AUTHOR=Campuzano Oscar , Fernandez-Falgueras Anna , Sarquella-Brugada Georgia , Cesar Sergi , Arbelo Elena , García-Álvarez Ana , Jordà Paloma , Coll Monica , Fiol Victoria , Iglesias Anna , Perez-Serra Alexandra , Mates Jesus , del Olmo Bernat , Ferrer Carles , Alcalde Mireia , Puigmulé Marta , Mademont-Soler Irene , Pico Ferran , Lopez Laura , Tiron Coloma , Brugada Josep , Brugada Ramon TITLE=Personalized Interpretation and Clinical Translation of Genetic Variants Associated With Cardiomyopathies JOURNAL=Frontiers in Genetics VOLUME=10 YEAR=2019 URL=https://www.frontiersin.org/journals/genetics/articles/10.3389/fgene.2019.00450 DOI=10.3389/fgene.2019.00450 ISSN=1664-8021 ABSTRACT=

Cardiomyopathies are a heterogeneous group of inherited cardiac diseases characterized by progressive myocardium abnormalities associated with mechanical and/or electrical dysfunction. Massive genetic sequencing technologies allow a comprehensive genetic analysis to unravel the cause of disease. However, most identified genetic variants remain of unknown clinical significance due to incomplete penetrance and variable expressivity. Therefore, genetic interpretation of variants and translation into clinical practice remain a current challenge. We performed retrospective comprehensive clinical assessment and genetic analysis in six families, four diagnosed with arrhythmogenic cardiomyopathy, and two diagnosed with hypertrophic cardiomyopathy (HCM). Genetic testing identified three rare variants (two non-sense and one small indel inducing a frameshift), each present in two families.
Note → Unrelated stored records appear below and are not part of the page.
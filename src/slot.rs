//! Generational slot tables.
//!
//! A [`SlotTable`] stores values in a dense arena and hands out [`Handle`]s
//! made of an index and a generation. Freed indices go on a free-list stack
//! and are reused before the arena grows; every reuse bumps the slot's
//! generation, so a handle to a freed value never resolves to its successor.

use std::fmt;
use std::hash::{Hash, Hasher};
use std::marker::PhantomData;

/// Typed index + generation pair.
pub struct Handle<T> {
    index: u32,
    generation: u32,
    _marker: PhantomData<fn() -> T>,
}

impl<T> Handle<T> {
    /// A handle that never resolves.
    pub const INVALID: Self = Self::new(u32::MAX, u32::MAX);

    pub const fn new(index: u32, generation: u32) -> Self {
        Self {
            index,
            generation,
            _marker: PhantomData,
        }
    }

    pub fn index(&self) -> u32 {
        self.index
    }

    pub fn generation(&self) -> u32 {
        self.generation
    }

    pub fn is_invalid(&self) -> bool {
        self.index == u32::MAX
    }

    /// Same index and generation, different tag.
    pub(crate) fn cast<U>(self) -> Handle<U> {
        Handle::new(self.index, self.generation)
    }
}

// Manual impls: derives would put bounds on `T`.
impl<T> Clone for Handle<T> {
    fn clone(&self) -> Self {
        *self
    }
}

impl<T> Copy for Handle<T> {}

impl<T> PartialEq for Handle<T> {
    fn eq(&self, other: &Self) -> bool {
        self.index == other.index && self.generation == other.generation
    }
}

impl<T> Eq for Handle<T> {}

impl<T> Hash for Handle<T> {
    fn hash<H: Hasher>(&self, state: &mut H) {
        self.index.hash(state);
        self.generation.hash(state);
    }
}

impl<T> fmt::Debug for Handle<T> {
    fn fmt(&self, f: &mut fmt::Formatter<'_>) -> fmt::Result {
        write!(f, "Handle({}v{})", self.index, self.generation)
    }
}

struct Slot<T> {
    generation: u32,
    value: Option<T>,
}

pub struct SlotTable<T> {
    slots: Vec<Slot<T>>,
    free: Vec<u32>,
    capacity: usize,
    len: usize,
}

impl<T> SlotTable<T> {
    /// Table holding at most `capacity` live values.
    pub fn with_capacity(capacity: usize) -> Self {
        Self {
            slots: Vec::new(),
            free: Vec::new(),
            capacity,
            len: 0,
        }
    }

    pub fn capacity(&self) -> usize {
        self.capacity
    }

    pub fn len(&self) -> usize {
        self.len
    }

    pub fn is_empty(&self) -> bool {
        self.len == 0
    }

    /// Stores `value`, or gives it back when the table is full.
    pub fn insert(&mut self, value: T) -> Result<Handle<T>, T> {
        if let Some(index) = self.free.pop() {
            let slot = &mut self.slots[index as usize];
            slot.generation = slot.generation.wrapping_add(1);
            slot.value = Some(value);
            self.len += 1;
            return Ok(Handle::new(index, slot.generation));
        }

        if self.slots.len() >= self.capacity {
            return Err(value);
        }

        let index = self.slots.len() as u32;
        self.slots.push(Slot {
            generation: 0,
            value: Some(value),
        });
        self.len += 1;
        Ok(Handle::new(index, 0))
    }

    pub fn get(&self, handle: Handle<T>) -> Option<&T> {
        self.slots
            .get(handle.index as usize)
            .filter(|slot| slot.generation == handle.generation)
            .and_then(|slot| slot.value.as_ref())
    }

    pub fn get_mut(&mut self, handle: Handle<T>) -> Option<&mut T> {
        self.slots
            .get_mut(handle.index as usize)
            .filter(|slot| slot.generation == handle.generation)
            .and_then(|slot| slot.value.as_mut())
    }

    pub fn contains(&self, handle: Handle<T>) -> bool {
        self.get(handle).is_some()
    }

    /// Removes the value; its index becomes reusable under a new generation.
    pub fn remove(&mut self, handle: Handle<T>) -> Option<T> {
        let slot = self
            .slots
            .get_mut(handle.index as usize)
            .filter(|slot| slot.generation == handle.generation)?;
        let value = slot.value.take()?;
        self.free.push(handle.index);
        self.len -= 1;
        Some(value)
    }

    /// Advances the generation of a live slot in place, invalidating
    /// outstanding handles to it. Returns the new handle.
    pub fn bump(&mut self, handle: Handle<T>) -> Option<Handle<T>> {
        let slot = self
            .slots
            .get_mut(handle.index as usize)
            .filter(|slot| slot.generation == handle.generation && slot.value.is_some())?;
        slot.generation = slot.generation.wrapping_add(1);
        Some(Handle::new(handle.index, slot.generation))
    }

    pub fn iter(&self) -> impl Iterator<Item = (Handle<T>, &T)> {
        self.slots.iter().enumerate().filter_map(|(index, slot)| {
            slot.value
                .as_ref()
                .map(|value| (Handle::new(index as u32, slot.generation), value))
        })
    }

    /// Removes every value, keeping generations so old handles stay stale.
    pub fn drain(&mut self) -> Vec<T> {
        let mut out = Vec::with_capacity(self.len);
        for (index, slot) in self.slots.iter_mut().enumerate() {
            if let Some(value) = slot.value.take() {
                self.free.push(index as u32);
                out.push(value);
            }
        }
        self.len = 0;
        out
    }
}

#[cfg(test)]
mod tests {
    use super::*;

    #[test]
    fn reuse_bumps_generation() {
        let mut table = SlotTable::with_capacity(4);
        let a = table.insert("a").unwrap();
        assert_eq!(table.remove(a), Some("a"));

        let b = table.insert("b").unwrap();
        assert_eq!(b.index(), a.index());
        assert!(b.generation() > a.generation());
        assert!(table.get(a).is_none());
        assert_eq!(table.get(b), Some(&"b"));
    }

    #[test]
    fn free_list_is_a_stack() {
        let mut table = SlotTable::with_capacity(8);
        let handles: Vec<_> = (0..4).map(|i| table.insert(i).unwrap()).collect();
        table.remove(handles[1]);
        table.remove(handles[3]);

        assert_eq!(table.insert(10).unwrap().index(), 3);
        assert_eq!(table.insert(11).unwrap().index(), 1);
        assert_eq!(table.insert(12).unwrap().index(), 4);
    }

    #[test]
    fn capacity_is_enforced() {
        let mut table = SlotTable::with_capacity(2);
        table.insert(1).unwrap();
        let second = table.insert(2).unwrap();
        assert_eq!(table.insert(3), Err(3));

        table.remove(second);
        assert!(table.insert(3).is_ok());
        assert_eq!(table.len(), 2);
    }

    #[test]
    fn stale_handles_are_rejected() {
        let mut table = SlotTable::with_capacity(2);
        let a = table.insert(1).unwrap();
        let a2 = table.bump(a).unwrap();

        assert!(table.get(a).is_none());
        assert!(table.remove(a).is_none());
        assert_eq!(table.get_mut(a2).copied(), Some(1));
        assert!(table.get(Handle::INVALID).is_none());
    }

    #[test]
    fn drain_keeps_generations() {
        let mut table = SlotTable::with_capacity(3);
        let a = table.insert('a').unwrap();
        table.insert('b').unwrap();

        assert_eq!(table.drain().len(), 2);
        assert!(table.is_empty());
        let c = table.insert('c').unwrap();
        assert!(!table.contains(a));
        assert_ne!(c, a);
    }
}
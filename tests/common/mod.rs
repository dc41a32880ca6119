// Shared setup for the headless integration tests

#![allow(dead_code)]

use std::sync::Arc;

use ferrous_frame::backend::renderpass::RenderPassConfig;
use ferrous_frame::backend::ShaderConfig;
use ferrous_frame::{Backend, BackendContext, Config, EventQueue, FrameStatus, HeadlessDevice, MemoryAssetLoader};

pub const WIDTH: u32 = 800;
pub const HEIGHT: u32 = 600;
pub const DT: f32 = 1.0 / 60.0;

pub const WORLD_PASS: &str = r#"
    name = "world"
    clear_colour = [0.0, 0.0, 0.2, 1.0]

    [clear_flags]
    colour = true
    depth = true

    [targets]
    attachments = [
        { kind = "colour", source = "default", present_after = true },
        { kind = "depth", source = "default" },
    ]
"#;

pub const WORLD_SHADER: &str = r#"
    name = "builtin.world"
    render_pass = "world"

    [[stages]]
    stage = "vertex"
    file = "shaders/builtin.world.vert.spv"

    [[stages]]
    stage = "fragment"
    file = "shaders/builtin.world.frag.spv"

    [[attributes]]
    name = "in_position"
    type = "vec3"

    [[uniforms]]
    name = "projection"
    scope = "global"
    type = "mat4"

    [[uniforms]]
    name = "view"
    scope = "global"
    type = "mat4"

    [[uniforms]]
    name = "diffuse_colour"
    scope = "instance"
    type = "vec4"

    [[uniforms]]
    name = "model"
    scope = "local"
    type = "mat4"
"#;

pub struct Harness {
    pub device: Arc<HeadlessDevice>,
    pub events: Arc<EventQueue>,
    pub assets: Arc<MemoryAssetLoader>,
    pub backend: Backend<HeadlessDevice>,
}

/// Defaults with shared buffers small enough for a test process.
pub fn test_config() -> Config {
    let mut config = Config::default();
    config.limits.vertex_buffer_bytes = 64 * 1024;
    config.limits.index_buffer_bytes = 16 * 1024;
    config.limits.max_geometries = 64;
    config.limits.max_shader_instances = 16;
    config
}

pub fn harness() -> Harness {
    harness_with(HeadlessDevice::new(), test_config())
}

pub fn harness_with(device: HeadlessDevice, config: Config) -> Harness {
    let _ = env_logger::builder().is_test(true).try_init();

    let device = Arc::new(device);
    let events = Arc::new(EventQueue::new());
    let assets = Arc::new(MemoryAssetLoader::new());
    // Headless modules only check for whole 32-bit words
    assets.insert("shaders/builtin.world.vert.spv", vec![0x03, 0x02, 0x23, 0x07, 0, 0, 1, 0]);
    assets.insert("shaders/builtin.world.frag.spv", vec![0x03, 0x02, 0x23, 0x07, 0, 0, 1, 0]);

    let context = BackendContext {
        assets: assets.clone(),
        events: events.clone(),
    };
    let backend = Backend::new(device.clone(), &config, context, WIDTH, HEIGHT).expect("backend");
    Harness {
        device,
        events,
        assets,
        backend,
    }
}

pub fn world_pass() -> RenderPassConfig {
    RenderPassConfig::from_toml_str(WORLD_PASS).expect("world pass config")
}

pub fn world_shader() -> ShaderConfig {
    ShaderConfig::from_toml_str(WORLD_SHADER).expect("world shader config")
}

/// Runs one frame with no draws. Returns what `begin_frame` reported.
pub fn run_frame(backend: &mut Backend<HeadlessDevice>) -> FrameStatus {
    let status = backend.begin_frame(DT).expect("begin_frame");
    if status.is_ready() {
        backend.end_frame(DT).expect("end_frame");
    }
    status
}
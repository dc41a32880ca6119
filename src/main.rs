// =============================================================================
// FERROUS FRAME DEMO - one spinning triangle through the full frame protocol
// =============================================================================
//
// FRAME FLOW:
// 1. begin_frame: wait on the slot fence, acquire a swap image
// 2. Begin the "world" render pass on the acquired image
// 3. Globals (projection, view), instance colour, model push constant
// 4. Draw the triangle from the shared geometry buffers
// 5. end_frame: submit and present, rebuild the swapchain if it went stale
//
// =============================================================================

use anyhow::{Context, Result};
use ferrous_frame::backend::geometry::GeometryHandle;
use ferrous_frame::backend::renderpass::{RenderPassConfig, RenderPassHandle};
use ferrous_frame::backend::{InstanceId, ShaderConfig, UniformValue};
use ferrous_frame::{
    Backend, BackendContext, Config, EventQueue, FileAssetLoader, FrameStatus, LockPool, RawWindowSurface,
    RendererEvent, ShaderId, VulkanDevice,
};
use std::fs::OpenOptions;
use std::io::Write;
use std::sync::Arc;
use std::time::Instant;
use winit::{
    application::ApplicationHandler,
    event::WindowEvent,
    event_loop::{ActiveEventLoop, EventLoop},
    window::{Fullscreen, Window, WindowAttributes},
};

const WORLD_PASS_CONFIG: &str = "shaders/world.pass.toml";
const WORLD_SHADER_CONFIG: &str = "shaders/builtin.world.toml";

type Mat4 = [[f32; 4]; 4];

const IDENTITY: Mat4 = [
    [1.0, 0.0, 0.0, 0.0],
    [0.0, 1.0, 0.0, 0.0],
    [0.0, 0.0, 1.0, 0.0],
    [0.0, 0.0, 0.0, 1.0],
];

#[repr(C)]
#[derive(Clone, Copy, bytemuck::Pod, bytemuck::Zeroable)]
struct Vertex {
    position: [f32; 3],
}

const TRIANGLE: [Vertex; 3] = [
    Vertex { position: [0.0, -0.6, 0.0] },
    Vertex { position: [0.6, 0.6, 0.0] },
    Vertex { position: [-0.6, 0.6, 0.0] },
];

fn main() -> Result<()> {
    let config = Config::load();

    init_logging(&config);
    log::info!("Starting ferrous-frame demo");
    log::info!(
        "Window: {}x{} ({})",
        config.window.width,
        config.window.height,
        if config.window.fullscreen { "fullscreen" } else { "windowed" }
    );
    log::info!("Present mode: {}", config.graphics.present_mode);

    let event_loop = EventLoop::new()?;
    let mut app = App::new(config);
    event_loop.run_app(&mut app)?;
    Ok(())
}

/// Initialize logging with optional file output for validation errors
fn init_logging(config: &Config) {
    use env_logger::Builder;
    use log::LevelFilter;

    let mut builder = Builder::from_default_env();
    builder.filter_level(LevelFilter::Info);
    builder.init();

    if config.debug.log_to_file {
        if let Ok(mut file) = OpenOptions::new()
            .create(true)
            .write(true)
            .truncate(true)
            .open(&config.debug.log_file)
        {
            let _ = writeln!(file, "=== ferrous-frame log ===");
            let _ = writeln!(file, "Started: {:?}", std::time::SystemTime::now());
            let _ = writeln!(file);
        }
    }
}

// =============================================================================
// SCENE
// =============================================================================

/// Everything the demo created through the backend.
struct Scene {
    pass: RenderPassHandle,
    shader: ShaderId,
    instance: InstanceId,
    triangle: GeometryHandle,
    projection: u16,
    view: u16,
    colour: u16,
    model: u16,
}

impl Scene {
    fn create(backend: &mut Backend<VulkanDevice>) -> Result<Self> {
        let pass_toml = std::fs::read_to_string(WORLD_PASS_CONFIG)
            .with_context(|| format!("Failed to read {}", WORLD_PASS_CONFIG))?;
        let pass = backend.create_render_pass(RenderPassConfig::from_toml_str(&pass_toml)?)?;

        let shader_toml = std::fs::read_to_string(WORLD_SHADER_CONFIG)
            .with_context(|| format!("Failed to read {}", WORLD_SHADER_CONFIG))?;
        let shader = backend.create_shader(ShaderConfig::from_toml_str(&shader_toml)?)?;
        backend.initialize_shader(shader)?;
        let instance = backend.acquire_instance_resources(shader, &[])?;

        let uniform = |name: &str| {
            backend
                .uniform_index(shader, name)
                .with_context(|| format!("shader has no uniform '{}'", name))
        };
        let (projection, view, colour, model) = (
            uniform("projection")?,
            uniform("view")?,
            uniform("diffuse_colour")?,
            uniform("model")?,
        );

        let triangle = backend.create_geometry(&TRIANGLE, &[0, 1, 2])?;
        log::info!("Scene ready");

        Ok(Self {
            pass,
            shader,
            instance,
            triangle,
            projection,
            view,
            colour,
            model,
        })
    }

    /// Records the scene into the frame `begin_frame` just started.
    fn record(&self, backend: &mut Backend<VulkanDevice>, elapsed: f32) -> Result<()> {
        let (width, height) = backend.framebuffer_size();
        let aspect = width as f32 / height.max(1) as f32;

        let image = backend.window_image_index() as usize;
        backend.begin_render_pass(self.pass, image)?;
        backend.use_shader(self.shader)?;

        backend.bind_globals(self.shader)?;
        backend.set_uniform(self.shader, self.projection, mat4(&scale(1.0 / aspect, 1.0)))?;
        backend.set_uniform(self.shader, self.view, mat4(&IDENTITY))?;
        backend.apply_globals(self.shader)?;

        let colour: [f32; 4] = [0.9, 0.4 + 0.3 * elapsed.sin().abs(), 0.2, 1.0];
        backend.bind_instance(self.shader, self.instance)?;
        backend.set_uniform(self.shader, self.colour, UniformValue::Data(bytemuck::bytes_of(&colour)))?;
        backend.apply_instance(self.shader, true)?;

        backend.set_uniform(self.shader, self.model, mat4(&rotation_z(elapsed)))?;
        backend.draw_geometry(self.triangle)?;

        backend.end_render_pass()?;
        Ok(())
    }
}

fn mat4(m: &Mat4) -> UniformValue<'_> {
    UniformValue::Data(bytemuck::bytes_of(m))
}

fn scale(x: f32, y: f32) -> Mat4 {
    let mut m = IDENTITY;
    m[0][0] = x;
    m[1][1] = y;
    m
}

fn rotation_z(angle: f32) -> Mat4 {
    let (s, c) = angle.sin_cos();
    let mut m = IDENTITY;
    m[0][0] = c;
    m[0][1] = s;
    m[1][0] = -s;
    m[1][1] = c;
    m
}

// =============================================================================
// APPLICATION STATE
// =============================================================================

/// Field order matters for Drop: the backend (and the device it keeps alive)
/// goes before the window its surface was created from.
struct App {
    config: Config,
    scene: Option<Scene>,
    backend: Option<Backend<VulkanDevice>>,
    events: Arc<EventQueue>,
    window: Option<Arc<Window>>,

    started: Instant,
    frame_count: u32,
    last_fps_update: Instant,
    last_frame_time: Instant,
}

impl App {
    fn new(config: Config) -> Self {
        let now = Instant::now();
        Self {
            config,
            scene: None,
            backend: None,
            events: Arc::new(EventQueue::new()),
            window: None,
            started: now,
            frame_count: 0,
            last_fps_update: now,
            last_frame_time: now,
        }
    }

    /// Creates the device, the backend and the demo scene for `window`.
    fn init_renderer(&mut self, window: &Window) -> Result<()> {
        log::info!("Initializing renderer...");

        // Step 1: Device and surface
        let surface = RawWindowSurface::from_window(window);
        let locks = Arc::new(LockPool::new());
        let device = VulkanDevice::new(&self.config.window.title, &self.config, &surface, locks)?;

        // Step 2: Backend
        let size = window.inner_size();
        let context = BackendContext {
            assets: Arc::new(FileAssetLoader::new(".")),
            events: self.events.clone(),
        };
        let mut backend = Backend::new(device, &self.config, context, size.width, size.height)?;

        // Step 3: Scene
        self.scene = Some(Scene::create(&mut backend)?);
        self.backend = Some(backend);

        log::info!("Renderer initialized successfully!");
        Ok(())
    }

    /// Runs one frame. Returns whether anything was presented.
    fn render_frame(&mut self) -> Result<bool> {
        let (Some(backend), Some(scene)) = (self.backend.as_mut(), self.scene.as_ref()) else {
            return Ok(false);
        };

        let now = Instant::now();
        let delta = now.duration_since(self.last_frame_time).as_secs_f32();
        let rendered = match backend.begin_frame(delta)? {
            FrameStatus::Ready => {
                let recorded = scene.record(backend, self.started.elapsed().as_secs_f32());
                // The frame must be closed even when recording failed
                backend.end_frame(delta)?;
                recorded?;
                true
            }
            status => {
                log::debug!("Frame skipped: {:?}", status);
                false
            }
        };

        for event in self.events.drain() {
            match event {
                RendererEvent::DefaultRenderTargetsRefreshRequired { width, height } => {
                    // Window-bound passes were regenerated by the backend
                    log::info!("Render targets refreshed at {}x{}", width, height);
                }
            }
        }
        Ok(rendered)
    }

    /// Counts presented frames and reports the rate once a second.
    fn frame_presented(&mut self) {
        let now = Instant::now();
        let frame_ms = now.duration_since(self.last_frame_time).as_secs_f32() * 1000.0;
        self.last_frame_time = now;
        self.frame_count += 1;

        let window_secs = now.duration_since(self.last_fps_update).as_secs_f32();
        if !self.config.debug.show_fps || window_secs < 1.0 {
            return;
        }
        let fps = self.frame_count as f32 / window_secs;
        let frames = self.backend.as_ref().map_or(0, |b| b.frame_number());
        if let Some(window) = &self.window {
            window.set_title(&format!("{} | {:.0} fps | {:.2} ms", self.config.window.title, fps, frame_ms));
        }
        log::debug!("{:.1} fps over the last second, {} frames total", fps, frames);
        self.frame_count = 0;
        self.last_fps_update = now;
    }
}

// =============================================================================
// EVENT HANDLING
// =============================================================================

impl ApplicationHandler for App {
    fn resumed(&mut self, event_loop: &ActiveEventLoop) {
        if self.window.is_some() {
            return;
        }

        let mut window_attributes = WindowAttributes::default()
            .with_title(&self.config.window.title)
            .with_inner_size(winit::dpi::PhysicalSize::new(
                self.config.window.width,
                self.config.window.height,
            ));
        if self.config.window.fullscreen {
            window_attributes = window_attributes.with_fullscreen(Some(Fullscreen::Borderless(None)));
        }

        let window = match event_loop.create_window(window_attributes) {
            Ok(w) => Arc::new(w),
            Err(e) => {
                log::error!("Failed to create window: {:?}", e);
                event_loop.exit();
                return;
            }
        };

        if let Err(e) = self.init_renderer(&window) {
            log::error!("Failed to initialize renderer: {:?}", e);
            event_loop.exit();
            return;
        }
        self.window = Some(window);
    }

    fn window_event(&mut self, event_loop: &ActiveEventLoop, _id: winit::window::WindowId, event: WindowEvent) {
        match event {
            WindowEvent::CloseRequested => {
                log::info!("Close requested, shutting down...");
                event_loop.exit();
            }

            // The backend notices the new size on the next begin_frame
            WindowEvent::Resized(size) => {
                if let Some(ref backend) = self.backend {
                    backend.resized(size.width, size.height);
                }
            }

            WindowEvent::RedrawRequested => match self.render_frame() {
                Ok(true) => self.frame_presented(),
                Ok(false) => {}
                Err(e) => {
                    log::error!("Render error: {:?}", e);
                    if matches!(
                        e.downcast_ref::<ferrous_frame::Error>(),
                        Some(ferrous_frame::Error::DeviceLost { .. })
                    ) {
                        event_loop.exit();
                    }
                }
            },

            WindowEvent::KeyboardInput { event, .. } => {
                use winit::keyboard::{KeyCode, PhysicalKey};

                if event.state.is_pressed() {
                    if let PhysicalKey::Code(key) = event.physical_key {
                        if key == KeyCode::Escape {
                            log::info!("Escape pressed, exiting");
                            event_loop.exit();
                        }
                    }
                }
            }

            _ => {}
        }
    }

    fn about_to_wait(&mut self, _event_loop: &ActiveEventLoop) {
        if let Some(ref window) = self.window {
            window.request_redraw();
        }
    }
}

impl Drop for App {
    fn drop(&mut self) {
        log::info!("Cleaning up renderer...");
        // Scene handles die with the backend; the backend waits for idle itself
        self.scene = None;
        self.backend = None;
        log::info!("Cleanup complete");
    }
}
Although each variant is currently classified as pathogenic and the cause of the diagnosed cardiomyopathy, the onset and/or clinical course differed in each patient. New genetic technology allows comprehensive yet cost-effective genetic analysis, although genetic interpretation, and clinical translation of identified variants should be carefully done in each family in a personalized manner.